» **About this exercise**
The answer should consist of each line below that contains the word "SyncEvent".

+--

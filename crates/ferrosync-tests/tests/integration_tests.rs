//! Integration tests for ferrosync
//!
//! These tests drive complete sync passes through the public API of the
//! sync engine, against the in-memory and mounted backends.

use std::fs;
use std::sync::Arc;

use ferrosync_remote::{MemoryConnector, MemoryRemote, MountedConnector};
use ferrosync_sync::{ChannelSink, EventLevel, SyncEvent, SyncOrchestrator, SyncPhase};
use ferrosync_tests::test_utils::{
    create_local_tree, mounted_config, mutating_operations, remote_listing, remote_with,
    server_config, write_files, REMOTE_ROOT,
};
use ferrosync_types::Error;
use proptest::prelude::*;
use rstest::rstest;
use tempfile::TempDir;
use tokio::sync::mpsc::UnboundedReceiver;

fn drain(events: &mut UnboundedReceiver<SyncEvent>) -> Vec<SyncEvent> {
    let mut collected = Vec::new();
    while let Ok(event) = events.try_recv() {
        collected.push(event);
    }
    collected
}

#[tokio::test]
async fn test_initial_sync_uploads_whole_tree() {
    let local = create_local_tree(&[("a.txt", "hi"), ("b/c.txt", "yo")]);
    let remote = MemoryRemote::new();
    let (sink, mut events) = ChannelSink::new();

    let mut orchestrator =
        SyncOrchestrator::new(MemoryConnector::new(remote.clone()), server_config("web1", 3))
            .with_event_sink(Arc::new(sink));
    let result = orchestrator
        .sync(local.path(), REMOTE_ROOT, false)
        .await
        .unwrap();

    assert_eq!(result.uploaded, 2);
    assert_eq!(result.deleted, 0);
    assert_eq!(result.bytes_uploaded, 4);
    assert!(result.is_clean());
    assert_eq!(orchestrator.phase(), SyncPhase::Done);
    assert_eq!(remote_listing(&remote, REMOTE_ROOT), vec!["a.txt", "b/c.txt"]);
    assert_eq!(remote.file("/data/images/b/c.txt").unwrap(), b"yo");

    let messages: Vec<String> = drain(&mut events)
        .into_iter()
        .filter(|event| event.level == EventLevel::Info)
        .map(|event| event.message)
        .collect();
    assert_eq!(
        messages,
        vec![
            "upload: a.txt",
            "upload: b/c.txt",
            "sync complete: uploaded=2, deleted=0",
        ]
    );
}

#[tokio::test]
async fn test_second_pass_is_a_no_op() {
    let local = create_local_tree(&[("a.txt", "hi"), ("b/c.txt", "yo")]);
    let remote = MemoryRemote::new();
    let connector = MemoryConnector::new(remote.clone());

    let mut orchestrator = SyncOrchestrator::new(connector, server_config("web1", 3));
    orchestrator
        .sync(local.path(), REMOTE_ROOT, true)
        .await
        .unwrap();
    let writes_after_first = mutating_operations(&remote).len();

    let second = orchestrator
        .sync(local.path(), REMOTE_ROOT, true)
        .await
        .unwrap();

    assert_eq!(second.uploaded, 0);
    assert_eq!(second.deleted, 0);
    assert!(second.is_clean());
    assert_eq!(mutating_operations(&remote).len(), writes_after_first);
}

#[rstest]
#[case(true, 1, vec!["a.txt"])]
#[case(false, 0, vec!["a.txt", "stale.txt"])]
#[tokio::test]
async fn test_remote_extras_follow_delete_flag(
    #[case] enable_delete: bool,
    #[case] expected_deleted: u64,
    #[case] expected_listing: Vec<&str>,
) {
    let local = create_local_tree(&[("a.txt", "hi")]);
    let remote = remote_with(&[
        ("/data/images/a.txt", "hi"),
        ("/data/images/stale.txt", "old"),
    ]);

    let mut orchestrator =
        SyncOrchestrator::new(MemoryConnector::new(remote.clone()), server_config("web1", 3));
    let result = orchestrator
        .sync(local.path(), REMOTE_ROOT, enable_delete)
        .await
        .unwrap();

    assert_eq!(result.uploaded, 0);
    assert_eq!(result.deleted, expected_deleted);
    assert_eq!(remote_listing(&remote, REMOTE_ROOT), expected_listing);
}

#[rstest]
#[case::server_hash(true)]
#[case::downloaded(false)]
#[tokio::test]
async fn test_changed_file_is_uploaded(#[case] md5sum: bool) {
    let local = create_local_tree(&[("a.txt", "new"), ("same.txt", "same")]);
    let remote = remote_with(&[
        ("/data/images/a.txt", "old"),
        ("/data/images/same.txt", "same"),
    ])
    .with_md5sum(md5sum);

    let mut orchestrator =
        SyncOrchestrator::new(MemoryConnector::new(remote.clone()), server_config("web1", 3));
    let result = orchestrator
        .sync(local.path(), REMOTE_ROOT, false)
        .await
        .unwrap();

    assert_eq!(result.uploaded, 1);
    assert_eq!(remote.file("/data/images/a.txt").unwrap(), b"new");
    assert!(!remote
        .operations()
        .contains(&"write /data/images/same.txt".to_string()));
}

#[tokio::test]
async fn test_item_failures_do_not_stop_the_pass() {
    let local = create_local_tree(&[("a.txt", "hi"), ("b.txt", "yo")]);
    let remote = remote_with(&[("/data/images/gone.txt", "x")])
        .fail_upload("/data/images/a.txt")
        .fail_delete("/data/images/gone.txt");
    let (sink, mut events) = ChannelSink::new();

    let mut orchestrator =
        SyncOrchestrator::new(MemoryConnector::new(remote.clone()), server_config("web1", 3))
            .with_event_sink(Arc::new(sink));
    let result = orchestrator
        .sync(local.path(), REMOTE_ROOT, true)
        .await
        .unwrap();

    assert_eq!(result.uploaded, 1);
    assert_eq!(result.deleted, 0);
    assert_eq!(result.errors.len(), 2);
    assert_eq!(orchestrator.phase(), SyncPhase::Done);
    assert_eq!(remote.file("/data/images/b.txt").unwrap(), b"yo");

    let errors: Vec<String> = drain(&mut events)
        .into_iter()
        .filter(|event| event.level == EventLevel::Error)
        .map(|event| event.message)
        .collect();
    assert!(errors[0].starts_with("upload failed (a.txt)"));
    assert!(errors[1].starts_with("delete failed (gone.txt)"));
}

#[tokio::test(start_paused = true)]
async fn test_unreachable_server_aborts_after_retries() {
    let local = create_local_tree(&[("a.txt", "hi")]);
    let connector = MemoryConnector::new(MemoryRemote::new()).reject_login();

    let mut orchestrator = SyncOrchestrator::new(connector.clone(), server_config("web1", 3));
    let error = orchestrator
        .sync(local.path(), REMOTE_ROOT, true)
        .await
        .unwrap_err();

    assert!(matches!(error, Error::Connection { retries: 3, .. }));
    assert_eq!(connector.attempts(), 4);
    assert_eq!(orchestrator.phase(), SyncPhase::Failed);
    assert!(connector.remote().operations().is_empty());
}

#[tokio::test(start_paused = true)]
async fn test_flaky_server_reports_reconnect() {
    let local = create_local_tree(&[("a.txt", "hi")]);
    let remote = MemoryRemote::new();
    let connector = MemoryConnector::new(remote.clone()).fail_first(2);
    let (sink, mut events) = ChannelSink::new();

    let mut orchestrator = SyncOrchestrator::new(connector.clone(), server_config("web1", 3))
        .with_event_sink(Arc::new(sink));
    let result = orchestrator
        .sync(local.path(), REMOTE_ROOT, false)
        .await
        .unwrap();

    assert_eq!(connector.attempts(), 3);
    assert_eq!(result.uploaded, 1);
    let first = drain(&mut events).remove(0);
    assert_eq!(first.message, "reconnected after 2 failed attempts");
}

#[rstest]
#[case("/data/../etc")]
#[case("../outside")]
#[tokio::test]
async fn test_traversal_in_remote_root_is_rejected(#[case] root: &str) {
    let local = create_local_tree(&[("a.txt", "hi")]);
    let connector = MemoryConnector::new(MemoryRemote::new());

    let mut orchestrator = SyncOrchestrator::new(connector.clone(), server_config("web1", 3));
    let error = orchestrator.sync(local.path(), root, false).await.unwrap_err();

    assert!(matches!(error, Error::PathSecurity { .. }));
    assert!(connector.remote().files().is_empty());
}

#[tokio::test(start_paused = true)]
async fn test_servers_are_synced_independently() {
    let local = create_local_tree(&[("a.txt", "hi")]);
    let down = MemoryConnector::new(MemoryRemote::new()).reject_login();
    let up = MemoryRemote::new();

    let mut first = SyncOrchestrator::new(down, server_config("web1", 1));
    assert!(first.sync(local.path(), REMOTE_ROOT, false).await.is_err());

    let mut second = SyncOrchestrator::new(MemoryConnector::new(up.clone()), server_config("web2", 1));
    let result = second
        .sync(local.path(), REMOTE_ROOT, false)
        .await
        .unwrap();

    assert_eq!(result.host, "web2");
    assert_eq!(result.uploaded, 1);
    assert_eq!(remote_listing(&up, REMOTE_ROOT), vec!["a.txt"]);
}

#[tokio::test]
async fn test_mounted_backend_mirrors_tree() {
    let local = create_local_tree(&[("a.txt", "hi"), ("b/c.txt", "yo")]);
    let mount = TempDir::new().unwrap();
    write_files(mount.path(), &[("site/stale.txt", "old"), ("site/a.txt", "hi")]);

    let mut orchestrator =
        SyncOrchestrator::new(MountedConnector, mounted_config("nas", mount.path()));
    let result = orchestrator.sync(local.path(), "/site", true).await.unwrap();

    assert_eq!(result.uploaded, 1);
    assert_eq!(result.deleted, 1);
    assert!(result.is_clean());
    assert_eq!(
        fs::read_to_string(mount.path().join("site/b/c.txt")).unwrap(),
        "yo"
    );
    assert!(!mount.path().join("site/stale.txt").exists());

    let again = orchestrator.sync(local.path(), "/site", true).await.unwrap();
    assert_eq!((again.uploaded, again.deleted), (0, 0));
}

/// Directory segments never end in `.txt`, so a file never shadows a directory
fn file_name() -> impl Strategy<Value = String> {
    "[a-z]{1,6}(/[a-z]{1,6}){0,2}\\.txt"
}

proptest! {
    #![proptest_config(ProptestConfig::with_cases(24))]

    #[test]
    fn prop_sync_makes_remote_match_local(
        local_files in prop::collection::btree_map(file_name(), "[a-z]{0,8}", 0..6),
        remote_files in prop::collection::btree_map(file_name(), "[a-z]{0,8}", 0..6),
    ) {
        let runtime = tokio::runtime::Builder::new_current_thread()
            .enable_all()
            .build()
            .unwrap();

        let pairs: Vec<(&str, &str)> = local_files
            .iter()
            .map(|(path, content)| (path.as_str(), content.as_str()))
            .collect();
        let local = create_local_tree(&pairs);

        let remote = remote_files.iter().fold(MemoryRemote::new(), |remote, (path, content)| {
            remote.with_file(&format!("{}/{}", REMOTE_ROOT, path), content.as_bytes())
        });

        let mut orchestrator =
            SyncOrchestrator::new(MemoryConnector::new(remote.clone()), server_config("web1", 0));
        let result = runtime
            .block_on(orchestrator.sync(local.path(), REMOTE_ROOT, true))
            .unwrap();

        prop_assert!(result.is_clean());
        let expected: Vec<String> = local_files.keys().cloned().collect();
        prop_assert_eq!(remote_listing(&remote, REMOTE_ROOT), expected);
        for (path, content) in &local_files {
            let stored = remote.file(&format!("{}/{}", REMOTE_ROOT, path)).unwrap();
            prop_assert_eq!(stored, content.as_bytes().to_vec());
        }
    }
}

+--

» **Problem solution**
use ferrosync_sync::{ChannelSink, EventLevel, SyncEvent, SyncOrchestrator, SyncPhase};
fn drain(events: &mut UnboundedReceiver<SyncEvent>) -> Vec<SyncEvent> {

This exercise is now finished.